§ **WHAT IS REQUIRED**:
All lines in the records below that hold "image" are to be shown.

(Stored items)
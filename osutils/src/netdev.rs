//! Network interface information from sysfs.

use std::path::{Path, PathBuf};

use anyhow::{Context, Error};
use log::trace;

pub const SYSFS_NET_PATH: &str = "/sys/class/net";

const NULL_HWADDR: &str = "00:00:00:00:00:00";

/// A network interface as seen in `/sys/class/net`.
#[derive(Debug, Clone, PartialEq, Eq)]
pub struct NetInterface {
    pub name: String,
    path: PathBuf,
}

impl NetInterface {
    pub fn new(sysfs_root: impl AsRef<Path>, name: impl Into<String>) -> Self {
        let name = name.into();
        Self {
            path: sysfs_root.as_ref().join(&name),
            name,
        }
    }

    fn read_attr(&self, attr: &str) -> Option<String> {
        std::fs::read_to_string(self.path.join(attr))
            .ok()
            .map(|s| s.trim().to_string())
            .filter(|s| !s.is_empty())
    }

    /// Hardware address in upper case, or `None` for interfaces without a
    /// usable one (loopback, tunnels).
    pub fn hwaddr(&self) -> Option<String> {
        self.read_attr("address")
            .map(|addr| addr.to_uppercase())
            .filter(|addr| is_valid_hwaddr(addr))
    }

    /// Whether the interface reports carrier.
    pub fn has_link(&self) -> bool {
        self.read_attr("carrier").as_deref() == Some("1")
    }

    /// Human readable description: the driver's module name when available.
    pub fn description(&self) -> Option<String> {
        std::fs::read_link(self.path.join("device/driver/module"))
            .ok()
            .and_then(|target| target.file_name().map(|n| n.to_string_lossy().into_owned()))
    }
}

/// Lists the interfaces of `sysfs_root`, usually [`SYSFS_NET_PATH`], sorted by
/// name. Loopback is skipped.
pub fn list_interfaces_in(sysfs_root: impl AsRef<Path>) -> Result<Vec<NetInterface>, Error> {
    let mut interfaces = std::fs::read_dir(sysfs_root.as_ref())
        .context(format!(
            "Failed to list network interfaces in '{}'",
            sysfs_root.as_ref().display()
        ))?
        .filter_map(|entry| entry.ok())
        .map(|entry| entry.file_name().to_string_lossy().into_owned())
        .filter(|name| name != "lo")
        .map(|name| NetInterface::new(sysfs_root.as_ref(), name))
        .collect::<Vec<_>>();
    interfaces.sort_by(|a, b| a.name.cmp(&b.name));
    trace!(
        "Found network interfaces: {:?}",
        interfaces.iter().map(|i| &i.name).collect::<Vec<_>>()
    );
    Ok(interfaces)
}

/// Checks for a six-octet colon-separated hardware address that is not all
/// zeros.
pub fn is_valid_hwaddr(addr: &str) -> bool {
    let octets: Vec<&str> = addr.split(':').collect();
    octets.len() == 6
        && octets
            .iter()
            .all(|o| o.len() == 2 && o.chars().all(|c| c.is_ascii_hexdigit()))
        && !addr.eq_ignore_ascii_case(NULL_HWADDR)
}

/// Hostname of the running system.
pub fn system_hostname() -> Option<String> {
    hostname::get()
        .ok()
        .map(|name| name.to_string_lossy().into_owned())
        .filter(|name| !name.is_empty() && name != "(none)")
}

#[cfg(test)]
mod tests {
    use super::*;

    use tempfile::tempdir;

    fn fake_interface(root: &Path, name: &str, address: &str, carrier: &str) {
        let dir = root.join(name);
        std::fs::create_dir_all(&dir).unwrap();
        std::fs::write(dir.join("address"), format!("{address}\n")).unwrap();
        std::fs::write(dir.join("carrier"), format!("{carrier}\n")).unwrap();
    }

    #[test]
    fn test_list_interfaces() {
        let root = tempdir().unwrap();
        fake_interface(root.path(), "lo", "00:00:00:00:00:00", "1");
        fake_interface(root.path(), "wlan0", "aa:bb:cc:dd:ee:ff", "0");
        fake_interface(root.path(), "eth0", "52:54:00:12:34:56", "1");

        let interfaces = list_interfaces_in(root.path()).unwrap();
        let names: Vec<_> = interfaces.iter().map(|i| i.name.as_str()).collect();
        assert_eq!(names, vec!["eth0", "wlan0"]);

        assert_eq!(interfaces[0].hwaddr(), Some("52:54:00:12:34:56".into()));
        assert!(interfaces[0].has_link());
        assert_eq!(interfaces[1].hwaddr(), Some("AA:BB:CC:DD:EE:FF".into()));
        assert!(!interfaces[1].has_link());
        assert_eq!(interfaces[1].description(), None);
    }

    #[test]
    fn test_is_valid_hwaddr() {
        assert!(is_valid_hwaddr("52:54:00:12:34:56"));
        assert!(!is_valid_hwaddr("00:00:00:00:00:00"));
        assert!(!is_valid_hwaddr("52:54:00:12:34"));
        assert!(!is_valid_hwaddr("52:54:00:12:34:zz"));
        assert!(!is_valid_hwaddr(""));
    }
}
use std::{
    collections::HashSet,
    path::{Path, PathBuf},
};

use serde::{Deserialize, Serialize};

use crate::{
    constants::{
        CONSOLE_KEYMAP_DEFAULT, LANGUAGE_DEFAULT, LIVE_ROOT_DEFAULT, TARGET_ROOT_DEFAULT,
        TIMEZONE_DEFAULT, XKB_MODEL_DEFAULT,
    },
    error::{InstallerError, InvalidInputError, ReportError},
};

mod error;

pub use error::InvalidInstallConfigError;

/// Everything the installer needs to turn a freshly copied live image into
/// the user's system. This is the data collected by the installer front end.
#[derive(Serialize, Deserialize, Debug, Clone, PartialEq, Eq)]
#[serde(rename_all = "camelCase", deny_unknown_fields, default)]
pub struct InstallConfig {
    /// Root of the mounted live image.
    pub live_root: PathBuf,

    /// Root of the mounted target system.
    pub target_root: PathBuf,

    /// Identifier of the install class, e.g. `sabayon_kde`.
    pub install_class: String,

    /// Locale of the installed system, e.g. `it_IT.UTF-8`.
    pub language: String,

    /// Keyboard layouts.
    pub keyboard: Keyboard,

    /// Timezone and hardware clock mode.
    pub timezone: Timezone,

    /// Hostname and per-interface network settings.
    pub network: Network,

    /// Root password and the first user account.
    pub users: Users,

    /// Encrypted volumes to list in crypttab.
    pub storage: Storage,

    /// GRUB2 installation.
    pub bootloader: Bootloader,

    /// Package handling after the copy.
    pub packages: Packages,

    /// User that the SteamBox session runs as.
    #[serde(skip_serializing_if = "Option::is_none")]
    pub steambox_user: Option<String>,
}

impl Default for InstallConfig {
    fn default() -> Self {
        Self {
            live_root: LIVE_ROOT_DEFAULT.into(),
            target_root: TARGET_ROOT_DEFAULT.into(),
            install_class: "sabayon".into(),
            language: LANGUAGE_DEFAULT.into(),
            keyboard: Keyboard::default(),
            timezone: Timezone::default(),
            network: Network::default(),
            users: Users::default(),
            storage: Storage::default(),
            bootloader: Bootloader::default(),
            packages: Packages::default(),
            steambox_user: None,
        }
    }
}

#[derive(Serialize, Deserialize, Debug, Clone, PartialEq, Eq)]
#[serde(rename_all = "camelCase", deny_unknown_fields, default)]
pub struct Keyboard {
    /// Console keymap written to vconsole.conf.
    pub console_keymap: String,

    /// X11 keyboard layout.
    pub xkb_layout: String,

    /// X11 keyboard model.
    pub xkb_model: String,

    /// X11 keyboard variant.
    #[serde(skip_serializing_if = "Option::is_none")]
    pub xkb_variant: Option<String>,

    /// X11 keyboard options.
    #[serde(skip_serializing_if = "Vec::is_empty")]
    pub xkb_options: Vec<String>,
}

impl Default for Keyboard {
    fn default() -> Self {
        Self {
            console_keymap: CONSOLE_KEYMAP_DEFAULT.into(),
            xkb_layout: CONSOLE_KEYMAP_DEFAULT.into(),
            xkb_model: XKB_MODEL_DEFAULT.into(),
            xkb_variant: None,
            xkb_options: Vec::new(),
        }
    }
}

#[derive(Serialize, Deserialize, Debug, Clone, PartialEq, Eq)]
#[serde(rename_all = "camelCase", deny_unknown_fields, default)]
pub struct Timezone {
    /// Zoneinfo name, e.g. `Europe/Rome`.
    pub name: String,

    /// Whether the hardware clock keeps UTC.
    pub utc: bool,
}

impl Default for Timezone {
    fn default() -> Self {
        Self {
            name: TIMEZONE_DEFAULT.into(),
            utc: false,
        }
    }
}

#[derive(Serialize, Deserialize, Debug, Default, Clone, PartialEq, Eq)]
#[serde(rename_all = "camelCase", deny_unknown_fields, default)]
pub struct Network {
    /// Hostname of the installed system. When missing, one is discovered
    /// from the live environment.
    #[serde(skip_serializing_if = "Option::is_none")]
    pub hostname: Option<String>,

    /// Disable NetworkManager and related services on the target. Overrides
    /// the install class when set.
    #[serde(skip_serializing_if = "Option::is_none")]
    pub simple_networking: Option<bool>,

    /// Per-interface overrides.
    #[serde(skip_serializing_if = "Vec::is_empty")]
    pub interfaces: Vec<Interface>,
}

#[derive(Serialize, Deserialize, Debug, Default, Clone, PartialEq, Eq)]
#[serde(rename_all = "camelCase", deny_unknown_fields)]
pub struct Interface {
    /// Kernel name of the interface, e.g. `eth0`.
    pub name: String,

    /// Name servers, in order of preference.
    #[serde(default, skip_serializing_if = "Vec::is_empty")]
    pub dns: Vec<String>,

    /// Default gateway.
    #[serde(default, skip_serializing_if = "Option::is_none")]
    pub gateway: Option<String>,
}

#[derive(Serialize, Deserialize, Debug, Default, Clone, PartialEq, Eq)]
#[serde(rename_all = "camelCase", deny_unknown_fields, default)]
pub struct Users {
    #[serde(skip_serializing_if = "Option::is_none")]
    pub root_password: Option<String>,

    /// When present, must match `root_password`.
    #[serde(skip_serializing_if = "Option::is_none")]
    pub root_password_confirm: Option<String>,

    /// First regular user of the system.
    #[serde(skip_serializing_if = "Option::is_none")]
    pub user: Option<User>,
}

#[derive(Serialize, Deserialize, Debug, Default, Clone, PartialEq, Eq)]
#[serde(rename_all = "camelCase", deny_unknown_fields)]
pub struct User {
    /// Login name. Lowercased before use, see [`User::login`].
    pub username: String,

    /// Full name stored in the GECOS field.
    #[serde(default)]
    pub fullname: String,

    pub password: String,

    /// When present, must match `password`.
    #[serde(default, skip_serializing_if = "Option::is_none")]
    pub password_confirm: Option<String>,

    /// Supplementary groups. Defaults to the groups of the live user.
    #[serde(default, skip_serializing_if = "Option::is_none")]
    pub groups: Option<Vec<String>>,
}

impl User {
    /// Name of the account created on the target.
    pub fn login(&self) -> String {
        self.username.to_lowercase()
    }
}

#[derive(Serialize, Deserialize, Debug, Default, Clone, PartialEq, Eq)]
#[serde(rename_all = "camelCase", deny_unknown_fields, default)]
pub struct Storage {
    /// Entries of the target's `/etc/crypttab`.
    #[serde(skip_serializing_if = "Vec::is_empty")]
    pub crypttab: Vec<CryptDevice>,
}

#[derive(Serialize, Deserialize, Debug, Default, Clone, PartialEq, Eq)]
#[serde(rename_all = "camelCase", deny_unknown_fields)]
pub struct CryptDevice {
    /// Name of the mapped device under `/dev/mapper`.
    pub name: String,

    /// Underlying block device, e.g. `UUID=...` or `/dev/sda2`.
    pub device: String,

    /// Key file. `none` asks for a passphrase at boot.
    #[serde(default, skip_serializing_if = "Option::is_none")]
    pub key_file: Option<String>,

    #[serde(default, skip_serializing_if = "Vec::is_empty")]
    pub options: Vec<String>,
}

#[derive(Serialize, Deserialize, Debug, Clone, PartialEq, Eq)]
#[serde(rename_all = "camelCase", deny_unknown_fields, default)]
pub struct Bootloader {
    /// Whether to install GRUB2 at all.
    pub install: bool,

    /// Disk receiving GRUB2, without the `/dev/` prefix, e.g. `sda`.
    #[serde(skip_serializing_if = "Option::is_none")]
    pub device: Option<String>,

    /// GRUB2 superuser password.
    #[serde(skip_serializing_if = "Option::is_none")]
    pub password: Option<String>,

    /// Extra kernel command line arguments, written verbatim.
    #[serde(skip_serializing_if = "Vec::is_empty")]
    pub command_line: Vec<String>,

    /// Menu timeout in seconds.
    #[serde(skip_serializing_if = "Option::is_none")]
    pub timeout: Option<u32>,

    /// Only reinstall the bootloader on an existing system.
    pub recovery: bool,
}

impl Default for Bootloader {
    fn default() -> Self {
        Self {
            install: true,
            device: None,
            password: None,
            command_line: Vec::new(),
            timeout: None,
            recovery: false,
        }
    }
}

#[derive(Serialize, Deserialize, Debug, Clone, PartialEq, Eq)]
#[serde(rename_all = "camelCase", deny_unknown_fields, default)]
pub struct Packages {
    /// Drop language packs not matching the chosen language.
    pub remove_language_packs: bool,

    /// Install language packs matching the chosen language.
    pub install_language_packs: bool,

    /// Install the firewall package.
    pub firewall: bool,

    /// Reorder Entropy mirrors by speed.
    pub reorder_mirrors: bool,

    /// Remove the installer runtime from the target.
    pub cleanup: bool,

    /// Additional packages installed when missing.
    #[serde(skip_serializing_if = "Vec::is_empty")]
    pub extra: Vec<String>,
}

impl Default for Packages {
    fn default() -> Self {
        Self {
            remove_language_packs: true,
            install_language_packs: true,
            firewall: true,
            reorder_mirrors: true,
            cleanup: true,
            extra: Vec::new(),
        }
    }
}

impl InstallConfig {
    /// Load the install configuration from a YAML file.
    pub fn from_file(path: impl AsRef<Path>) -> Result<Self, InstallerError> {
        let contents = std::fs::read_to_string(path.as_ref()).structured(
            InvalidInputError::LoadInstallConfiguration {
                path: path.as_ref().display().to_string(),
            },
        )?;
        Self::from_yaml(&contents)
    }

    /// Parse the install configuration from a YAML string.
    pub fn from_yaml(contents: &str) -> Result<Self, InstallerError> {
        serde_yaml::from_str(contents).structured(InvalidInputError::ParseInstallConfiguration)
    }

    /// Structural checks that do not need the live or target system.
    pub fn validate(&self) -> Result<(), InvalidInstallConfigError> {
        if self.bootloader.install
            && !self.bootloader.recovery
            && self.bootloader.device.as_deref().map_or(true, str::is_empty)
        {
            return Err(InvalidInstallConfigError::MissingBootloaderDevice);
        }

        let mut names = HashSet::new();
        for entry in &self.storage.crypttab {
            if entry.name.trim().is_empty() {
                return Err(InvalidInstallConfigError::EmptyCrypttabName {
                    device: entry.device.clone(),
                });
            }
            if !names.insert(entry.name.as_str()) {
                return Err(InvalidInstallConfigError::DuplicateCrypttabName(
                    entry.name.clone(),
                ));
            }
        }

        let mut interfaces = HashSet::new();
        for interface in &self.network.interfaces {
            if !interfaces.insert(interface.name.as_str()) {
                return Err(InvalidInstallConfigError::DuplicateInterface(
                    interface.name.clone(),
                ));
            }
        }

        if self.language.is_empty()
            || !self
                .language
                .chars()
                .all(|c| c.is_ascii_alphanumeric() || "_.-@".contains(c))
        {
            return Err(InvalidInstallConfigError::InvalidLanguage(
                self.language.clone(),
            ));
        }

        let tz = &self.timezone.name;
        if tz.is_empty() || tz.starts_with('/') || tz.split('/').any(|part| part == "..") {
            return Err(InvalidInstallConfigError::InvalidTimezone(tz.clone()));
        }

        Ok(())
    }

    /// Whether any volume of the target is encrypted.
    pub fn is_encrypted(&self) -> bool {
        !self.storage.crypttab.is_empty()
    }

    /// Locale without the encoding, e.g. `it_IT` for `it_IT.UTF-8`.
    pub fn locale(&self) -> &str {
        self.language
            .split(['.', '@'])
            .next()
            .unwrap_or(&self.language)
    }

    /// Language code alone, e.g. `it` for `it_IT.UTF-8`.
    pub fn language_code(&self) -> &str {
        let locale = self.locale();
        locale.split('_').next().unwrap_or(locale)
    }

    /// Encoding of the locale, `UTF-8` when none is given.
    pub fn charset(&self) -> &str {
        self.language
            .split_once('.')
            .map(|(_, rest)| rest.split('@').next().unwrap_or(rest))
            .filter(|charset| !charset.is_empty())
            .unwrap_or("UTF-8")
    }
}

§ **EXERCISE RESULT**:
/// Everything the installer needs to turn a freshly copied live image into
    /// Root of the mounted live image.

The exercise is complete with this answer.